> _What you have to do_
Only the lines holding the word "ReadLine" are wanted; copy each of them from the listing.

> _Material supplied_

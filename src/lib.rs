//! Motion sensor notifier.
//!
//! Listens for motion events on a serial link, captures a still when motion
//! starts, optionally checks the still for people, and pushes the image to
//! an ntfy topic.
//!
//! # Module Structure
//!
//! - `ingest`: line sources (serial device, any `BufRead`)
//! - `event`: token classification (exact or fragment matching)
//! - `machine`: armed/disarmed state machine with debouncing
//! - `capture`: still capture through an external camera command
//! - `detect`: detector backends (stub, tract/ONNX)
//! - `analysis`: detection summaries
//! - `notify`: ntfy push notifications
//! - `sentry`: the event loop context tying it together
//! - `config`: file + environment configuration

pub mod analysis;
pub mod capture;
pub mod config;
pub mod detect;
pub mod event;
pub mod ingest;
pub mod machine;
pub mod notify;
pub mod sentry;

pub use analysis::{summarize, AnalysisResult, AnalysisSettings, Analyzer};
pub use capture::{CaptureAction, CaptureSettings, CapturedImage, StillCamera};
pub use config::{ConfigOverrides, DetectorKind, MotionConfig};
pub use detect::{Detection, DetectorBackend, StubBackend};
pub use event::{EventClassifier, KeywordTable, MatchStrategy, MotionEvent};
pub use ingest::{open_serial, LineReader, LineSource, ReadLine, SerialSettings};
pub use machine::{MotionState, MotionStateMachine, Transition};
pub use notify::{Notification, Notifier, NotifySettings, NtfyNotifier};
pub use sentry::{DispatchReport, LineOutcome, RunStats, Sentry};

==

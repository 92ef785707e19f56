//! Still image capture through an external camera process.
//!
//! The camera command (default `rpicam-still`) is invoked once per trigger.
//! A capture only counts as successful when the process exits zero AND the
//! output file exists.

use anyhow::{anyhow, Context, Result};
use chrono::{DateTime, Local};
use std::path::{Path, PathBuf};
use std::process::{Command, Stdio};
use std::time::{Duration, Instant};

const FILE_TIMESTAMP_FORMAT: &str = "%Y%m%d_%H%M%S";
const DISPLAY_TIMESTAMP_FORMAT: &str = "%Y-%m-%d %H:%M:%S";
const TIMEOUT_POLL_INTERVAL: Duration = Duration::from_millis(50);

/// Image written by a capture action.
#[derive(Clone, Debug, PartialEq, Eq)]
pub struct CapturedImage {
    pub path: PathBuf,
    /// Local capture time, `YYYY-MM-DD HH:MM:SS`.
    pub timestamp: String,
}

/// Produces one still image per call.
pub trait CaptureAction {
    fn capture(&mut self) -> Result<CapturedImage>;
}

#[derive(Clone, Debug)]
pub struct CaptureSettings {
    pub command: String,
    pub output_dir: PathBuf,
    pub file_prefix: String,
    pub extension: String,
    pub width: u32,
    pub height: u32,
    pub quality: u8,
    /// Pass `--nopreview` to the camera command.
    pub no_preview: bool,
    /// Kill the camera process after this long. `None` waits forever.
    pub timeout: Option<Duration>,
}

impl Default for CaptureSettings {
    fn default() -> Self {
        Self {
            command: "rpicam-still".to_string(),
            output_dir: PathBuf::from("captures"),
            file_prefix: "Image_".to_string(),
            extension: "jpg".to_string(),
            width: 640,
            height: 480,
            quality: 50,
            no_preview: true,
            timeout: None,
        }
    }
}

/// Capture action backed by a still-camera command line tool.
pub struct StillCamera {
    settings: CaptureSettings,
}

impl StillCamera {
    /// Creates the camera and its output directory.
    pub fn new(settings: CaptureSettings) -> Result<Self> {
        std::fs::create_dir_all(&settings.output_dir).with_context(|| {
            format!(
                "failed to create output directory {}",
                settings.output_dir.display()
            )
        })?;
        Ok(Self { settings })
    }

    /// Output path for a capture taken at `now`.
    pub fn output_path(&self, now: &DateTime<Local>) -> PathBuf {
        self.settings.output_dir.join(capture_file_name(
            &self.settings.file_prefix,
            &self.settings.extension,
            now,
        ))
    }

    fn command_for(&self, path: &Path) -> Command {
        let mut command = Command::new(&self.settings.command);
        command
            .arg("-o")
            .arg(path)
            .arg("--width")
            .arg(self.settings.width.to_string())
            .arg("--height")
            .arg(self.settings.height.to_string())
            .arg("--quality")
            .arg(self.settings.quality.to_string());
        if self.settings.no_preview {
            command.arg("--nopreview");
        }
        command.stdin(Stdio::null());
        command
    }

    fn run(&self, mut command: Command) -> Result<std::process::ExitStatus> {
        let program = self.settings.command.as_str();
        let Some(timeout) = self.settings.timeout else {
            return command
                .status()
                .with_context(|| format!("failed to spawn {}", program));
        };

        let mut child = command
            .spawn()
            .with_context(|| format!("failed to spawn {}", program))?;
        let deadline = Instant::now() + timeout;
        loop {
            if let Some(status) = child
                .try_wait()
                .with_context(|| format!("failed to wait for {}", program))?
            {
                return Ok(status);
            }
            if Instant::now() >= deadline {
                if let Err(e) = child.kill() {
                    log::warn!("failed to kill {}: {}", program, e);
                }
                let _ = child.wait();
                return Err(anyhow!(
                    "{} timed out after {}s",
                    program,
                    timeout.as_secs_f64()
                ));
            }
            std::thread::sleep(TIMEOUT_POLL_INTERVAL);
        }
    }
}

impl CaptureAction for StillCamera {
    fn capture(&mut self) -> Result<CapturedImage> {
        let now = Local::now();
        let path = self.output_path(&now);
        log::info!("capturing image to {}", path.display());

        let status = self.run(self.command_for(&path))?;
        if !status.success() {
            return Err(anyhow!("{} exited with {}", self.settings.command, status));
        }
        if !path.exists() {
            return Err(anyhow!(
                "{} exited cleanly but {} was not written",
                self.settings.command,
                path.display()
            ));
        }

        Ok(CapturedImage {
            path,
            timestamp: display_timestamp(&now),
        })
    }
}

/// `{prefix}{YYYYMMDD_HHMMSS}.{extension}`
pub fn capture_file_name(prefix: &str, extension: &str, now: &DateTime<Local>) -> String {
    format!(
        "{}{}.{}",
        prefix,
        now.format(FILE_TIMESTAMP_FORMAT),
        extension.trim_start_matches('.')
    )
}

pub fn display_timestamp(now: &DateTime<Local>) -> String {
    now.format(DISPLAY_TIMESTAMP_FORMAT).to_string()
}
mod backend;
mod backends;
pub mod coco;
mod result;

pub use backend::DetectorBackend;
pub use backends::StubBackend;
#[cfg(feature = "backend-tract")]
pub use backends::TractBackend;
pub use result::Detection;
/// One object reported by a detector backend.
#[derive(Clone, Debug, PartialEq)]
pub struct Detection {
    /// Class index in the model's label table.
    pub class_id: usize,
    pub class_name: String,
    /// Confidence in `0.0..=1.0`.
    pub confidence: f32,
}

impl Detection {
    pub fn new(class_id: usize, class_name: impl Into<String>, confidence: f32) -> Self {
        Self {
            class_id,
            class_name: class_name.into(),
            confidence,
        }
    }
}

* * *

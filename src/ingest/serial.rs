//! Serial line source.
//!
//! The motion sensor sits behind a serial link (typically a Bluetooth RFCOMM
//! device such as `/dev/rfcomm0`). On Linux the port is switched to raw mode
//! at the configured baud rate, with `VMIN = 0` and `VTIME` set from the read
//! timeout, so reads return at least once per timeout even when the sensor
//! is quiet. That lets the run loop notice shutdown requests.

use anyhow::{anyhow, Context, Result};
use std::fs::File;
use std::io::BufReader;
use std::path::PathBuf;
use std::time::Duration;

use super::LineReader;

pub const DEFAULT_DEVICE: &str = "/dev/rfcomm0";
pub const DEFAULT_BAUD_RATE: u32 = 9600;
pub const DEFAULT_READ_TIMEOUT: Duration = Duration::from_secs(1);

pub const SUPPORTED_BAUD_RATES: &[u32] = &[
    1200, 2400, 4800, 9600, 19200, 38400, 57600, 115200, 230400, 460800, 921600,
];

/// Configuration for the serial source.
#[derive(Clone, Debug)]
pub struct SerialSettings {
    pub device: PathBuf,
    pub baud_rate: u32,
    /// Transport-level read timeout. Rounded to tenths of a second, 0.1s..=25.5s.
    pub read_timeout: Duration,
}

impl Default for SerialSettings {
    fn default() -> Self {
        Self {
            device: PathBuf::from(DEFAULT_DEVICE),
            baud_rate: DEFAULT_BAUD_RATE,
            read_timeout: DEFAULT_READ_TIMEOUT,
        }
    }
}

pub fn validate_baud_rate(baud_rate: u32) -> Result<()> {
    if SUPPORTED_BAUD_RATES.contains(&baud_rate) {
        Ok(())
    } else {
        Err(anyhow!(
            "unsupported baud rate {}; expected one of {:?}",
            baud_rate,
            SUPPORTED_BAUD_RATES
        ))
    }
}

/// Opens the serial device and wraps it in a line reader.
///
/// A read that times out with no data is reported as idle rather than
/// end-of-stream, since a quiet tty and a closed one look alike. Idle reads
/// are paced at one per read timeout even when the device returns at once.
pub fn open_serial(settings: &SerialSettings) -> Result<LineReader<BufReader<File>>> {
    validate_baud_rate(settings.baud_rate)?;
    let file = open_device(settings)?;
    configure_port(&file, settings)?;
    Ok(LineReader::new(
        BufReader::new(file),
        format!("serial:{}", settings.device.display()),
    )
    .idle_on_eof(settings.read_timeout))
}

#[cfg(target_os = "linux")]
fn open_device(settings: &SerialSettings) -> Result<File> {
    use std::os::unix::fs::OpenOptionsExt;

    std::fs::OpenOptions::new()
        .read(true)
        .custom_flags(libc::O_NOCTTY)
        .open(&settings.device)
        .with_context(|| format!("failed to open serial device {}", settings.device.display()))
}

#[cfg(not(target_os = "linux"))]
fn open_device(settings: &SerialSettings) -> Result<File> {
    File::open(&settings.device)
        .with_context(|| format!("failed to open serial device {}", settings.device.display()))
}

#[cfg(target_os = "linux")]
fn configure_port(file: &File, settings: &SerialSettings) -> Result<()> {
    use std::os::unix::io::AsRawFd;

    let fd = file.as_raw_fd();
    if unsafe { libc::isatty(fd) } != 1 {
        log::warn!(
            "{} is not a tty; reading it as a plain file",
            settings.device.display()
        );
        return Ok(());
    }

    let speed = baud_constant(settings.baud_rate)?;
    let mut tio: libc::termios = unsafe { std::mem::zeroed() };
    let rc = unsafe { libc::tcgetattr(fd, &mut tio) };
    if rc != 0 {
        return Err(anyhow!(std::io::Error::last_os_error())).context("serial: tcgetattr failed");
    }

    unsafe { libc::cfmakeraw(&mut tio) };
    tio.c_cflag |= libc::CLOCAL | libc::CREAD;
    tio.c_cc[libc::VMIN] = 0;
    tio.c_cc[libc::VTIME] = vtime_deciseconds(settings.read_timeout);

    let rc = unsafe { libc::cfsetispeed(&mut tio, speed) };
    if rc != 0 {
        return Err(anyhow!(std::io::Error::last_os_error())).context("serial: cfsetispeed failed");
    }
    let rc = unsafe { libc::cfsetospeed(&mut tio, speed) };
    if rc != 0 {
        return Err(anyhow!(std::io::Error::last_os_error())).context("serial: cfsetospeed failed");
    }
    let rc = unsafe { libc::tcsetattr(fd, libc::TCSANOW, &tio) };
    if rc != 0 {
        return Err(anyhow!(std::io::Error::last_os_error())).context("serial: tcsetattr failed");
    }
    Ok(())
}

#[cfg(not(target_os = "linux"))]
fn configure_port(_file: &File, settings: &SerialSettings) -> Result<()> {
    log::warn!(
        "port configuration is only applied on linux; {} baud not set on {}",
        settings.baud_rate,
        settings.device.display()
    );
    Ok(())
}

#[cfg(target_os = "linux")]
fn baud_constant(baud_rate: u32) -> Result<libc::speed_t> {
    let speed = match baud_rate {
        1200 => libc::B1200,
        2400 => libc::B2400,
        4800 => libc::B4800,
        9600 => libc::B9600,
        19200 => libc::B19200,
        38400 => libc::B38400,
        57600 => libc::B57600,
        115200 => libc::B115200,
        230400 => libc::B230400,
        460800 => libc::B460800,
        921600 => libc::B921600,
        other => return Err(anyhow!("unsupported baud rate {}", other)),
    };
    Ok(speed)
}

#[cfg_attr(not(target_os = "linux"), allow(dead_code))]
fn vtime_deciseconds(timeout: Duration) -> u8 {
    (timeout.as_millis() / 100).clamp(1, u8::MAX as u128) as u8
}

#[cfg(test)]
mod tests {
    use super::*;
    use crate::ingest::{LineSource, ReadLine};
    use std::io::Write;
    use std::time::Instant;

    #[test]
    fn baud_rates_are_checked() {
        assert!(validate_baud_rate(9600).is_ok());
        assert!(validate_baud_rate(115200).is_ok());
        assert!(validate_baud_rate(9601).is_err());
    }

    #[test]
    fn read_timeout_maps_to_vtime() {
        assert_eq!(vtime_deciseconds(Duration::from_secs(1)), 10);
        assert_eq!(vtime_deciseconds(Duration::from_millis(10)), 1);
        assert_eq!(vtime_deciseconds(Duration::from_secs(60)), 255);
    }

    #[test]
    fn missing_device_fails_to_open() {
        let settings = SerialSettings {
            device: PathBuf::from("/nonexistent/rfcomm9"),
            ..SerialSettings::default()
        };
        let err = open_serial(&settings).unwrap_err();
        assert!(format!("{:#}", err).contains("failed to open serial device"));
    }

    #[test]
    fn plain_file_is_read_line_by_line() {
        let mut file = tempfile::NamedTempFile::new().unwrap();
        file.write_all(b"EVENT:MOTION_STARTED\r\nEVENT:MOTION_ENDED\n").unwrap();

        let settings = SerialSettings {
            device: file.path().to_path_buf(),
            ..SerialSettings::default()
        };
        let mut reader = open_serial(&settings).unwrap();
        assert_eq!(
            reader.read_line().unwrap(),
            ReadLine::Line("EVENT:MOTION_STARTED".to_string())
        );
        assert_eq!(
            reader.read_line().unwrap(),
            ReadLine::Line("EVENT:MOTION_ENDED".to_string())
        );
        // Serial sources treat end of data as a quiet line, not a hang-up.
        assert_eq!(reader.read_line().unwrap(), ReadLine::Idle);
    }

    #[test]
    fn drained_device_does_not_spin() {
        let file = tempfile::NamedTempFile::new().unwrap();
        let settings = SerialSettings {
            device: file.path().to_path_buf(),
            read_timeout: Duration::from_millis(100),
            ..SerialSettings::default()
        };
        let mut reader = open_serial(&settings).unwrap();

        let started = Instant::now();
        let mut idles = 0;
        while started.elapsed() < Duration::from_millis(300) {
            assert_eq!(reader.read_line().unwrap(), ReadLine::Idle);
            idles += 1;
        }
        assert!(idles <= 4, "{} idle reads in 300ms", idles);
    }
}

> _Response_
pub use ingest::{open_serial, LineReader, LineSource, ReadLine, SerialSettings};
    use crate::ingest::{LineSource, ReadLine};
            ReadLine::Line("EVENT:MOTION_STARTED".to_string())
            ReadLine::Line("EVENT:MOTION_ENDED".to_string())
        assert_eq!(reader.read_line().unwrap(), ReadLine::Idle);
            assert_eq!(reader.read_line().unwrap(), ReadLine::Idle);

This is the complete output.